2022 October 18 and 19
This meeting will be virtual;
Join Zoom Meeting (DMLT link)
Meeting ID: 934 1206 5536
All technical sessions of DMLT vF2F will be open to DM members. Should there be need for a closed session it will be marked "DMLT only".
Day 1, Tuesday
|Time (Project)||Topic||Coordinator||Pre-meeting notes||Running notes|
Moderator: Wil O'Mullane
Notetaker: Frossie Economou
|09:00||Welcome - Project news and updates|
Project news etc
- reminder to onboard new hires
- Future DMLTs
|09:30 (DMLT only)||BPS plugin support/Processing USDF/Summit|
Decide whether we have an opinion on summit batch and developer-driven processing (parsl vs condor vs panda). We are happy to support 2 bps plugins (probably not 3).
- do we want to support these plugins outside usdf/summit [jb]
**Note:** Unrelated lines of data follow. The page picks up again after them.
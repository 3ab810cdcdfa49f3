//! Process-wide `tracing` subscriber setup.

use tracing_subscriber::{fmt, prelude::*, EnvFilter};

/// Default filter when `RUST_LOG` is unset or unparsable.
pub const DEFAULT_FILTER: &str = "info";

/// Builds the filter from `RUST_LOG`, falling back to [`DEFAULT_FILTER`].
#[must_use]
pub fn env_filter() -> EnvFilter {
    EnvFilter::try_from_default_env().unwrap_or_else(|_| EnvFilter::new(DEFAULT_FILTER))
}

/// Installs the global subscriber. Call once, from the binary.
///
/// `json` switches the formatter to one JSON object per line.
///
/// # Errors
///
/// Returns an error if a global subscriber is already installed.
pub fn init(json: bool) -> anyhow::Result<()> {
    let registry = tracing_subscriber::registry().with(env_filter());
    if json {
        registry
            .with(fmt::layer().json().with_current_span(true))
            .try_init()?;
    } else {
        registry.with(fmt::layer().with_target(true)).try_init()?;
    }
    Ok(())
}

#[cfg(test)]
mod tests {
    use super::*;

    #[test]
    fn second_init_fails() {
        let _ = init(false);
        assert!(init(true).is_err());
    }
}
#[cfg(test)]
mod tests {
    use conduit_core::{
        DeliveryStatus, DestinationConfig, ExpressionEngine, FilterConfig, ProcessingStatus,
        SourceConfig, TransformerConfig,
    };
    use serde_json::json;

    use super::*;
    use crate::pipeline::transport::SimulatedTransport;
    use crate::storage::MemoryChannelStore;

    struct Harness {
        pipeline: ChannelPipeline,
        transport: Arc<SimulatedTransport>,
        store: Arc<MemoryChannelStore>,
    }

    fn harness() -> Harness {
        let store = Arc::new(MemoryChannelStore::new());
        let transport = Arc::new(SimulatedTransport::new());
        let pipeline = ChannelPipeline::new(
            store.clone(),
            Arc::new(ExpressionEngine::new()),
            transport.clone(),
            &ServerConfig::default(),
        );
        Harness {
            pipeline,
            transport,
            store,
        }
    }

    fn scenario_channel() -> Channel {
        Channel::new(
            "c1",
            "ADT feed",
            SourceConfig::tcp("0.0.0.0", 6661, true),
            vec![DestinationConfig::http("http://downstream/in")],
        )
        .with_filter(FilterConfig::script(
            "if 'x' in message: _passed=True else: _passed=False",
        ))
        .with_transformer(TransformerConfig::script("_transformed = message"))
    }

    #[tokio::test]
    async fn scenario_message_passes_and_is_sent() {
        let h = harness();
        h.pipeline
            .create_channel_with_checks(scenario_channel())
            .await
            .unwrap();

        let result = h
            .pipeline
            .process_with_checks("c1", json!({"x": 1}))
            .await
            .unwrap();

        assert_eq!(result.status, ProcessingStatus::Success);
        assert_eq!(result.stage, PipelineStage::Done);
        assert_eq!(result.processed_message, Some(json!({"x": 1})));
        assert_eq!(result.original_message, Some(json!({"x": 1})));
        let outcomes = result.destination_results.unwrap();
        assert_eq!(outcomes.len(), 1);
        assert_eq!(outcomes[0].destination_type, "http");
        assert_eq!(outcomes[0].status, DeliveryStatus::Sent);
        assert_eq!(outcomes[0].url.as_deref(), Some("http://downstream/in"));
        assert!(Uuid::parse_str(&result.process_id).is_ok());
        assert_eq!(h.transport.sent().len(), 1);
    }

    #[tokio::test]
    async fn scenario_message_without_key_is_filtered() {
        let h = harness();
        let result = h
            .pipeline
            .process(&scenario_channel(), json!({"y": 1}))
            .await;

        assert_eq!(result.status, ProcessingStatus::Filtered);
        assert_eq!(result.stage, PipelineStage::Filtered);
        assert!(result.destination_results.is_none());
        assert!(h.transport.sent().is_empty());
    }

    #[tokio::test]
    async fn disabled_channel_short_circuits() {
        let h = harness();
        h.store
            .add(scenario_channel().with_enabled(false))
            .await
            .unwrap();

        let err = h
            .pipeline
            .process_with_checks("c1", json!({"x": 1}))
            .await
            .unwrap_err();
        assert!(matches!(err, ChannelError::Disabled { ref id } if id == "c1"));
        assert!(h.transport.sent().is_empty());
    }

    #[tokio::test]
    async fn missing_channel_is_not_found() {
        let h = harness();
        let err = h
            .pipeline
            .process_with_checks("nope", json!({}))
            .await
            .unwrap_err();
        assert!(matches!(err, ChannelError::NotFound { .. }));
    }

    #[tokio::test]
    async fn transformer_without_output_warns_and_passes_through() {
        let h = harness();
        let channel = Channel::new(
            "c2",
            "passthrough",
            SourceConfig::tcp("0.0.0.0", 6662, false),
            vec![DestinationConfig::tcp("lab", 7000, true)],
        )
        .with_transformer(TransformerConfig::script("pass"));

        let result = h.pipeline.process(&channel, json!("MSH|^~\\&|")).await;

        assert_eq!(result.status, ProcessingStatus::Success);
        assert_eq!(result.processed_message, Some(json!("MSH|^~\\&|")));
        assert_eq!(result.warnings.len(), 1);
        assert!(result.warnings[0].contains("Transformer 0"));
    }

    #[tokio::test]
    async fn failing_transformer_halts_with_error() {
        let h = harness();
        let channel = scenario_channel()
            .with_transformer(TransformerConfig::script("_transformed = message['absent']"));

        let result = h.pipeline.process(&channel, json!({"x": 1})).await;

        assert_eq!(result.status, ProcessingStatus::Error);
        let message = result.message.unwrap();
        assert!(message.starts_with("Transformer 1 failed"), "{message}");
        assert!(message.contains("absent"));
        assert!(h.transport.sent().is_empty());
    }

    #[tokio::test]
    async fn transformers_chain_in_order() {
        let h = harness();
        let channel = Channel::new(
            "c3",
            "chain",
            SourceConfig::tcp("0.0.0.0", 6663, false),
            vec![DestinationConfig::http("http://out")],
        )
        .with_transformer(TransformerConfig::script("_transformed = message + 1"))
        .with_transformer(TransformerConfig::script("_transformed = message * 10"));

        let result = h.pipeline.process(&channel, json!(1)).await;
        assert_eq!(result.processed_message, Some(json!(20)));
        assert_eq!(h.transport.sent()[0].payload, json!(20));
    }

    #[tokio::test]
    async fn duplicate_create_leaves_store_unchanged() {
        let h = harness();
        h.pipeline
            .create_channel_with_checks(scenario_channel())
            .await
            .unwrap();

        let mut other = scenario_channel();
        other.name = "impostor".to_string();
        let err = h
            .pipeline
            .create_channel_with_checks(other)
            .await
            .unwrap_err();

        assert!(matches!(err, ChannelError::AlreadyExists { ref id } if id == "c1"));
        assert_eq!(h.store.len(), 1);
        assert_eq!(
            h.store.get_by_id("c1").await.unwrap().unwrap().name,
            "ADT feed"
        );
    }

    /// Memory store whose lookups yield, so racing creates interleave.
    struct YieldingStore(MemoryChannelStore);

    #[async_trait::async_trait]
    impl ChannelStore for YieldingStore {
        async fn get_by_id(&self, id: &str) -> ChannelResult<Option<Channel>> {
            tokio::task::yield_now().await;
            self.0.get_by_id(id).await
        }

        async fn get_all(&self) -> ChannelResult<Vec<Channel>> {
            self.0.get_all().await
        }

        async fn add(&self, channel: Channel) -> ChannelResult<Channel> {
            tokio::task::yield_now().await;
            self.0.add(channel).await
        }

        async fn update(&self, channel: Channel) -> ChannelResult<Channel> {
            self.0.update(channel).await
        }

        async fn delete(&self, id: &str) -> ChannelResult<bool> {
            self.0.delete(id).await
        }

        async fn count(&self) -> ChannelResult<usize> {
            self.0.count().await
        }
    }

    #[tokio::test]
    async fn racing_creates_with_one_id_admit_exactly_one() {
        let store = Arc::new(YieldingStore(MemoryChannelStore::new()));
        let pipeline = ChannelPipeline::new(
            store.clone(),
            Arc::new(ExpressionEngine::new()),
            Arc::new(SimulatedTransport::new()),
            &ServerConfig::default(),
        );
        let mut rival = scenario_channel();
        rival.name = "rival".to_string();

        let (first, second) = tokio::join!(
            pipeline.create_channel_with_checks(scenario_channel()),
            pipeline.create_channel_with_checks(rival),
        );

        let (winner, loser) = match (first, second) {
            (Ok(winner), Err(loser)) | (Err(loser), Ok(winner)) => (winner, loser),
            other => panic!("expected one success and one conflict, got {other:?}"),
        };
        assert!(matches!(loser, ChannelError::AlreadyExists { ref id } if id == "c1"));
        let stored = store.get_by_id("c1").await.unwrap().unwrap();
        assert_eq!(stored.name, winner.name);
        assert_eq!(store.count().await.unwrap(), 1);
    }

    #[tokio::test]
    async fn create_rejects_uncompilable_script() {
        let h = harness();
        let channel =
            scenario_channel().with_filter(FilterConfig::script("_passed = ((("));
        let err = h
            .pipeline
            .create_channel_with_checks(channel)
            .await
            .unwrap_err();
        assert!(
            matches!(err, ChannelError::Validation { ref field, .. } if field == "filters[1]"),
            "got {err:?}"
        );
        assert!(h.store.is_empty());
    }

    fn assert_send<T: Send>(_: T) {}

    #[test]
    fn processing_futures_are_send() {
        let h = harness();
        let channel = scenario_channel();
        assert_send(h.pipeline.process(&channel, json!({"x": 1})));
        assert_send(h.pipeline.process_with_checks("c1", json!({"x": 1})));
        assert_send(
            h.pipeline
                .dispatcher
                .dispatch("p1", "c1", &channel.destinations, &json!({})),
        );
    }

    #[tokio::test]
    async fn create_rejects_empty_id() {
        let h = harness();
        let mut channel = scenario_channel();
        channel.id = "  ".to_string();
        let err = h
            .pipeline
            .create_channel_with_checks(channel)
            .await
            .unwrap_err();
        assert!(matches!(err, ChannelError::Validation { ref field, .. } if field == "id"));
        assert!(h.store.is_empty());
    }
}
- discussion for support model esp. re summit [CS/FE] support for the RSP model - clock is ticking
- after bake-off winner goes on summit
- parsl over k8s?
|10:00||User Generated Data Catalogs||Report on a general design and pieces required for support of user generated data products in the RSP, so work planning can begin.|
User-generated data products
- for temporary tables user only interacts with the TAP server [gpdf]
Moderator: Frossie Economou
Notetaker: Kian-Tat Lim
|11:00||Commissioning Cluster, Yagan, and do we have what we need?||Primary objective: Do we need to buy more nodes to increase the cluster's cores and ram? Secondary objective: What do we need to run in Yagan|
RHL: Initial spec was 2 cores per CCD (400 cores).
Right now not much being used out of 640 cores.
New nodes will arrive 7 months after order.
What is running where now?
Most heavy compute like full focal-plane wavefront will be done at USDF, but rapid analysis will be done in this cluster.
Power and cooling and space concerns? Far from space, close to limit of number of power sockets, but new UPS installed soon, so will have the ability to support more; limit is at least 1500 cores.
Anything that happens at the Summit must happen at USDF (or be transported there) as well in order to satisfy users who will want the same data products.
Can estimate based on number of parallel pipelines running in order to provide feedback to operators in near-realtime? Maybe 2-4 such? (Therefore 400-800 cores.) FAFF is defining these; they may be different than what is in Alert Production (e.g. PSF estimation).
Must distinguish between metrics that "must be there" (or will waste telescope time) and "mostly needs to be there" (can come from Alert Production).
USDF resources are also not particularly well-motivated.
Jira is also an issue for Summit independence.
Maybe start with an extra 400 to be safe, then adjust when we see what happens when ComCam goes on sky.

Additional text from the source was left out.